▶ [ABOUT THIS TASK]: Copy each line of the records below that mentions the word "MemoryStoreBuilder".
+++
use super::{Store, Ttl};
use crate::core::Counter;
use parking_lot::Mutex;
use std::time::{Duration, SystemTime};

#[cfg(feature = "ahash")]
use ahash::AHashMap as HashMap;
#[cfg(not(feature = "ahash"))]
use std::collections::HashMap;

// Configuration constants
const DEFAULT_CAPACITY: usize = 1000;
const CAPACITY_OVERHEAD_FACTOR: f64 = 1.3;
const DEFAULT_TTL_SECS: u64 = 24 * 60 * 60;
const DEFAULT_CLEANUP_INTERVAL_SECS: u64 = 5 * 24 * 60 * 60;

/// In-memory counter store with per-entry expiry and periodic cleanup
///
/// Expired entries are invisible to `get` immediately. They are physically
/// removed by a sweep that runs on the first write after each cleanup
/// interval has elapsed.
///
/// The store is internally synchronized and meant to be shared between
/// controllers through an `Arc`.
///
/// # Example
///
/// ```
/// use loopguard::MemoryStore;
/// use std::time::Duration;
///
/// // Entries live for an hour by default, expired ones are swept every 10 minutes
/// let store = MemoryStore::builder()
///     .default_ttl(Duration::from_secs(3600))
///     .cleanup_interval(Duration::from_secs(600))
///     .build();
/// assert!(store.is_empty());
/// ```
pub struct MemoryStore {
    state: Mutex<State>,
    default_ttl: Duration,
    cleanup_interval: Duration,
}

struct State {
    data: HashMap<String, (Counter, Option<SystemTime>)>,
    // Scheduled on the first write, so injected clocks see a consistent timeline
    next_cleanup: Option<SystemTime>,
    // Number of entries removed by the last sweep
    expired_count: usize,
}

impl std::fmt::Debug for MemoryStore {
    fn fmt(&self, f: &mut std::fmt::Formatter<'_>) -> std::fmt::Result {
        f.debug_struct("MemoryStore")
            .field("len", &self.len())
            .field("default_ttl", &self.default_ttl)
            .field("cleanup_interval", &self.cleanup_interval)
            .finish()
    }
}

/// Builder for configuring a MemoryStore
///
/// ```
/// use loopguard::MemoryStore;
/// use std::time::Duration;
///
/// let store = MemoryStore::builder()
///     .capacity(100_000)
///     .cleanup_interval(Duration::from_secs(120))
///     .build();
/// ```
pub struct MemoryStoreBuilder {
    capacity: usize,
    default_ttl: Duration,
    cleanup_interval: Duration,
}

impl MemoryStore {
    /// Create a MemoryStore with a 24 hour default TTL and a 5 day cleanup interval
    pub fn new() -> Self {
        Self::builder().build()
    }

    /// Create a MemoryStore sized for `capacity` keys with default expiry settings
    pub fn with_capacity(capacity: usize) -> Self {
        Self::builder().capacity(capacity).build()
    }

    pub fn builder() -> MemoryStoreBuilder {
        MemoryStoreBuilder::default()
    }

    fn with_config(capacity: usize, default_ttl: Duration, cleanup_interval: Duration) -> Self {
        MemoryStore {
            state: Mutex::new(State {
                // Pre-allocate with overhead to avoid rehashing
                data: HashMap::with_capacity(
                    (capacity as f64 * CAPACITY_OVERHEAD_FACTOR) as usize,
                ),
                next_cleanup: None,
                expired_count: 0,
            }),
            default_ttl,
            cleanup_interval,
        }
    }

    /// Number of entries held, including expired ones not yet swept
    pub fn len(&self) -> usize {
        self.state.lock().data.len()
    }

    pub fn is_empty(&self) -> bool {
        self.state.lock().data.is_empty()
    }

    pub fn default_ttl(&self) -> Duration {
        self.default_ttl
    }

    pub fn cleanup_interval(&self) -> Duration {
        self.cleanup_interval
    }

    #[cfg(test)]
    pub(crate) fn expired_count(&self) -> usize {
        self.state.lock().expired_count
    }

    fn expiry_for(&self, ttl: Ttl, now: SystemTime) -> Option<SystemTime> {
        // An expiry past the representable range never comes
        match ttl {
            Ttl::Default => now.checked_add(self.default_ttl),
            Ttl::After(duration) => now.checked_add(duration),
            Ttl::Never => None,
        }
    }
}

impl State {
    fn maybe_clean_expired(&mut self, now: SystemTime, interval: Duration) {
        let due = match self.next_cleanup {
            Some(at) => now >= at,
            None => {
                self.next_cleanup = now.checked_add(interval);
                false
            }
        };

        if due {
            let before_count = self.data.len();
            self.data.retain(|_, (_, expiry)| match expiry {
                Some(exp) => *exp > now,
                None => true,
            });
            self.expired_count = before_count.saturating_sub(self.data.len());
            self.next_cleanup = now.checked_add(interval);
            tracing::debug!(
                removed = self.expired_count,
                remaining = self.data.len(),
                "Swept expired counters"
            );
        }
    }
}

impl Default for MemoryStore {
    fn default() -> Self {
        Self::new()
    }
}

impl Store for MemoryStore {
    fn get(&self, key: &str, now: SystemTime) -> Result<Option<Counter>, String> {
        let state = self.state.lock();
        match state.data.get(key) {
            Some((value, Some(expiry))) if *expiry > now => Ok(Some(*value)),
            Some((value, None)) => Ok(Some(*value)),
            _ => Ok(None),
        }
    }

    fn set(&self, key: &str, value: Counter, ttl: Ttl, now: SystemTime) -> Result<(), String> {
        let expiry = self.expiry_for(ttl, now);
        let mut state = self.state.lock();
        // Only clean periodically, not on every operation
        state.maybe_clean_expired(now, self.cleanup_interval);
        state.data.insert(key.to_string(), (value, expiry));
        Ok(())
    }
}

impl Default for MemoryStoreBuilder {
    fn default() -> Self {
        Self {
            capacity: DEFAULT_CAPACITY,
            default_ttl: Duration::from_secs(DEFAULT_TTL_SECS),
            cleanup_interval: Duration::from_secs(DEFAULT_CLEANUP_INTERVAL_SECS),
        }
    }
}

impl MemoryStoreBuilder {
    pub fn new() -> Self {
        Self::default()
    }

    /// Set the expected capacity (number of unique keys)
    ///
    /// The store will allocate 30% more space to reduce hash collisions.
    pub fn capacity(mut self, capacity: usize) -> Self {
        self.capacity = capacity;
        self
    }

    /// Set the expiry used for writes made with [`Ttl::Default`]
    pub fn default_ttl(mut self, ttl: Duration) -> Self {
        self.default_ttl = ttl;
        self
    }

    /// Set the interval between cleanup sweeps
    ///
    /// Shorter intervals mean more consistent memory usage but higher CPU overhead.
    pub fn cleanup_interval(mut self, interval: Duration) -> Self {
        self.cleanup_interval = interval;
        self
    }

    pub fn build(self) -> MemoryStore {
        MemoryStore::with_config(self.capacity, self.default_ttl, self.cleanup_interval)
    }
}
+++
▶ [EXERCISE SOLUTION]:
pub struct MemoryStoreBuilder {
    pub fn builder() -> MemoryStoreBuilder {
        MemoryStoreBuilder::default()
impl Default for MemoryStoreBuilder {
impl MemoryStoreBuilder {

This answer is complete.